▶ [WHAT THE TASK ASKS]:
Print verbatim the opening line of the material and every subsequent line through the one containing "pub use docs::ApiDoc;".

▶ [EXERCISE DATA]:
* * * * * * * * *

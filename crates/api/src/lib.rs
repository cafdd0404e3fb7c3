//! HTTP surface of the pharmacy backend.
//!
//! Public routes serve the storefront (catalog, blog, forms, checkout).
//! Admin routes sit behind [`middleware::require_admin`].

mod docs;
mod error;
pub mod middleware;
mod state;
mod util;

pub mod routes;
pub mod services;

pub use docs::ApiDoc;
pub use error::{ApiError, ErrorResponse};
pub use middleware::{AdminContext, CSRF_HEADER};
pub use state::AppState;

use axum::{
    http::{
        header::{AUTHORIZATION, CONTENT_TYPE},
        Method,
    },
    middleware::from_fn_with_state,
    routing::{get, patch, post},
    Json, Router,
};
use tower_http::cors::{Any, CorsLayer};
use utoipa::OpenApi;

pub fn build_router(state: AppState) -> Router {
    let public = Router::new()
        .route("/health", get(routes::health::health_check))
        .route("/docs/openapi.json", get(openapi_document))
        .route("/api/monitoring/health", get(routes::health::service_health))
        .route("/api/catalog/products", get(routes::catalog::list_products))
        .route("/api/catalog/products/:id", get(routes::catalog::get_product))
        .route("/api/catalog/categories", get(routes::catalog::list_categories))
        .route("/api/blog/posts", get(routes::blog::list_posts))
        .route("/api/blog/posts/:slug", get(routes::blog::get_post))
        .route("/api/forms/appointments", post(routes::forms::submit_appointment))
        .route("/api/forms/refills", post(routes::forms::submit_refill))
        .route("/api/forms/transfers", post(routes::forms::submit_transfer))
        .route("/api/checkout", post(routes::checkout::checkout))
        .route("/api/admin/login", post(routes::admin_auth::login));

    let admin = Router::new()
        // Session
        .route("/api/admin/logout", post(routes::admin_auth::logout))
        .route("/api/admin/session", get(routes::admin_auth::current_session))
        .route("/api/admin/csrf-token", get(routes::admin_auth::csrf_token))
        .route("/api/admin/login-attempts", get(routes::admin_auth::login_attempts))
        .route("/api/admin/dashboard", get(routes::dashboard::dashboard))
        // CRM
        .route("/api/admin/customers", get(routes::customers::list_customers))
        .route(
            "/api/admin/customers/:id",
            get(routes::customers::get_customer).patch(routes::customers::update_customer),
        )
        .route(
            "/api/admin/customers/:id/interactions",
            post(routes::customers::add_interaction),
        )
        // Inventory
        .route("/api/inventory/admin/all", get(routes::inventory::list_products))
        .route("/api/inventory/admin/low-stock", get(routes::inventory::low_stock))
        .route("/api/inventory/admin/products", post(routes::inventory::create_product))
        .route(
            "/api/inventory/admin/categories",
            get(routes::inventory::list_categories).post(routes::inventory::create_category),
        )
        .route(
            "/api/inventory/admin/products/:id/adjust",
            post(routes::inventory::adjust_stock),
        )
        .route(
            "/api/inventory/admin/products/:id/movements",
            get(routes::inventory::list_movements),
        )
        // Orders and requests
        .route("/api/admin/orders", get(routes::orders::list_orders))
        .route("/api/admin/orders/:id", get(routes::orders::get_order))
        .route("/api/admin/orders/:id/status", patch(routes::orders::update_order_status))
        .route("/api/admin/prescriptions", get(routes::prescriptions::list_prescriptions))
        .route(
            "/api/admin/prescriptions/:id/status",
            patch(routes::prescriptions::update_prescription_status),
        )
        .route("/api/admin/appointments", get(routes::appointments::list_appointments))
        .route(
            "/api/admin/appointments/:id/status",
            patch(routes::appointments::update_appointment_status),
        )
        .route("/api/admin/notifications", get(routes::notifications::list_notifications))
        .route(
            "/api/admin/notifications/read-all",
            post(routes::notifications::mark_all_read),
        )
        .route(
            "/api/admin/notifications/:id/read",
            post(routes::notifications::mark_read),
        )
        // Operations
        .route("/api/monitoring/metrics", get(routes::monitoring::metrics))
        .route("/api/monitoring/alerts", get(routes::monitoring::alerts))
        .route("/api/admin/shards", get(routes::system::list_shards))
        .route("/api/admin/shards/resolve", get(routes::system::resolve_shard))
        .route(
            "/api/admin/backups",
            get(routes::system::list_backups).post(routes::system::create_backup),
        )
        .route_layer(from_fn_with_state(state.clone(), middleware::require_admin));

    let request_stats = state.monitor().request_stats();

    public
        .merge(admin)
        .with_state(state)
        .layer(cors_layer())
        .layer(from_fn_with_state(request_stats, middleware::track_requests))
}

async fn openapi_document() -> Json<utoipa::openapi::OpenApi> {
    Json(ApiDoc::openapi())
}

fn cors_layer() -> CorsLayer {
    CorsLayer::new()
        .allow_origin(Any)
        .allow_methods([
            Method::GET,
            Method::POST,
            Method::PATCH,
            Method::DELETE,
            Method::OPTIONS,
        ])
        .allow_headers([AUTHORIZATION, CONTENT_TYPE, CSRF_HEADER])
        .expose_headers([CSRF_HEADER])
}
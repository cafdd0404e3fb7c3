//! Refill and transfer requests.

use sqlx::SqlitePool;
use tracing::info;

use crate::entities::prescription::{
    NewPrescription, Prescription, PrescriptionKind, PrescriptionStatus,
};
use crate::errors::{DatabaseError, DatabaseResult};
use crate::time::now_timestamp;

const PRESCRIPTION_SELECT: &str = r#"
    SELECT r.id, r.public_id, r.customer_id, c.public_id AS customer_public_id,
           c.first_name || ' ' || c.last_name AS customer_name, c.email AS customer_email,
           r.kind, r.status, r.prescription_number, r.medications, r.previous_pharmacy_name,
           r.previous_pharmacy_phone, r.pickup_preference, r.notes, r.created_at, r.updated_at
    FROM prescriptions r
    JOIN customers c ON c.id = r.customer_id
"#;

pub struct PrescriptionRepository {
    pool: SqlitePool,
}

impl PrescriptionRepository {
    pub fn new(pool: SqlitePool) -> Self {
        Self { pool }
    }

    pub async fn create(
        &self,
        customer_id: i64,
        request: &NewPrescription,
    ) -> DatabaseResult<Prescription> {
        if request.medications.trim().is_empty() {
            return Err(DatabaseError::Validation("medications are required".into()));
        }

        let public_id = cuid2::cuid();
        let now = now_timestamp();
        sqlx::query(
            r#"
            INSERT INTO prescriptions (public_id, customer_id, kind, status, prescription_number, medications,
                                       previous_pharmacy_name, previous_pharmacy_phone, pickup_preference, notes,
                                       created_at, updated_at)
            VALUES (?, ?, ?, 'pending', ?, ?, ?, ?, ?, ?, ?, ?)
            "#,
        )
        .bind(&public_id)
        .bind(customer_id)
        .bind(request.kind)
        .bind(&request.prescription_number)
        .bind(request.medications.trim())
        .bind(&request.previous_pharmacy_name)
        .bind(&request.previous_pharmacy_phone)
        .bind(&request.pickup_preference)
        .bind(&request.notes)
        .bind(&now)
        .bind(&now)
        .execute(&self.pool)
        .await?;

        info!(request_id = %public_id, kind = %request.kind, "prescription request stored");
        self.find_by_public_id(&public_id)
            .await?
            .ok_or_else(|| DatabaseError::NotFound("prescription".into()))
    }

    pub async fn find_by_public_id(&self, public_id: &str) -> DatabaseResult<Option<Prescription>> {
        let prescription = sqlx::query_as::<_, Prescription>(&format!(
            "{PRESCRIPTION_SELECT} WHERE r.public_id = ?"
        ))
        .bind(public_id)
        .fetch_optional(&self.pool)
        .await?;
        Ok(prescription)
    }

    pub async fn list(
        &self,
        kind: Option<PrescriptionKind>,
        status: Option<PrescriptionStatus>,
        limit: i64,
        offset: i64,
    ) -> DatabaseResult<Vec<Prescription>> {
        let prescriptions = sqlx::query_as::<_, Prescription>(&format!(
            "{PRESCRIPTION_SELECT} WHERE (?1 IS NULL OR r.kind = ?1) AND (?2 IS NULL OR r.status = ?2) \
             ORDER BY r.created_at DESC, r.id DESC LIMIT ?3 OFFSET ?4"
        ))
        .bind(kind)
        .bind(status)
        .bind(limit)
        .bind(offset)
        .fetch_all(&self.pool)
        .await?;
        Ok(prescriptions)
    }

    pub async fn list_for_customer(&self, customer_id: i64) -> DatabaseResult<Vec<Prescription>> {
        let prescriptions = sqlx::query_as::<_, Prescription>(&format!(
            "{PRESCRIPTION_SELECT} WHERE r.customer_id = ? ORDER BY r.created_at DESC, r.id DESC"
        ))
        .bind(customer_id)
        .fetch_all(&self.pool)
        .await?;
        Ok(prescriptions)
    }

    pub async fn update_status(
        &self,
        public_id: &str,
        next: PrescriptionStatus,
    ) -> DatabaseResult<Prescription> {
        let current = sqlx::query_scalar::<_, PrescriptionStatus>(
            "SELECT status FROM prescriptions WHERE public_id = ?",
        )
        .bind(public_id)
        .fetch_optional(&self.pool)
        .await?
        .ok_or_else(|| DatabaseError::NotFound("prescription".into()))?;

        if !current.can_transition_to(next) {
            return Err(DatabaseError::InvalidTransition {
                from: current.to_string(),
                to: next.to_string(),
            });
        }

        // Compare-and-set against the status read above.
        let result = sqlx::query(
            "UPDATE prescriptions SET status = ?, updated_at = ? WHERE public_id = ? AND status = ?",
        )
        .bind(next)
        .bind(now_timestamp())
        .bind(public_id)
        .bind(current)
        .execute(&self.pool)
        .await?;

        if result.rows_affected() == 0 {
            return Err(DatabaseError::InvalidTransition {
                from: current.to_string(),
                to: next.to_string(),
            });
        }

        info!(request_id = %public_id, from = %current, to = %next, "prescription status changed");
        self.find_by_public_id(public_id)
            .await?
            .ok_or_else(|| DatabaseError::NotFound("prescription".into()))
    }

    pub async fn count_by_status(&self, status: PrescriptionStatus) -> DatabaseResult<i64> {
        let count = sqlx::query_scalar::<_, i64>("SELECT COUNT(*) FROM prescriptions WHERE status = ?")
            .bind(status)
            .fetch_one(&self.pool)
            .await?;
        Ok(count)
    }
}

* * * * * * * * *

▶ [SOLUTION FOR THIS EXERCISE]:
filename crates/api/src/lib.rs
repository cafdd0404e3fb7c3
//! HTTP surface of the pharmacy backend.
//!
//! Public routes serve the storefront (catalog, blog, forms, checkout).
//! Admin routes sit behind [`middleware::require_admin`].

mod docs;
mod error;
pub mod middleware;
mod state;
mod util;

pub mod routes;
pub mod services;

pub use docs::ApiDoc;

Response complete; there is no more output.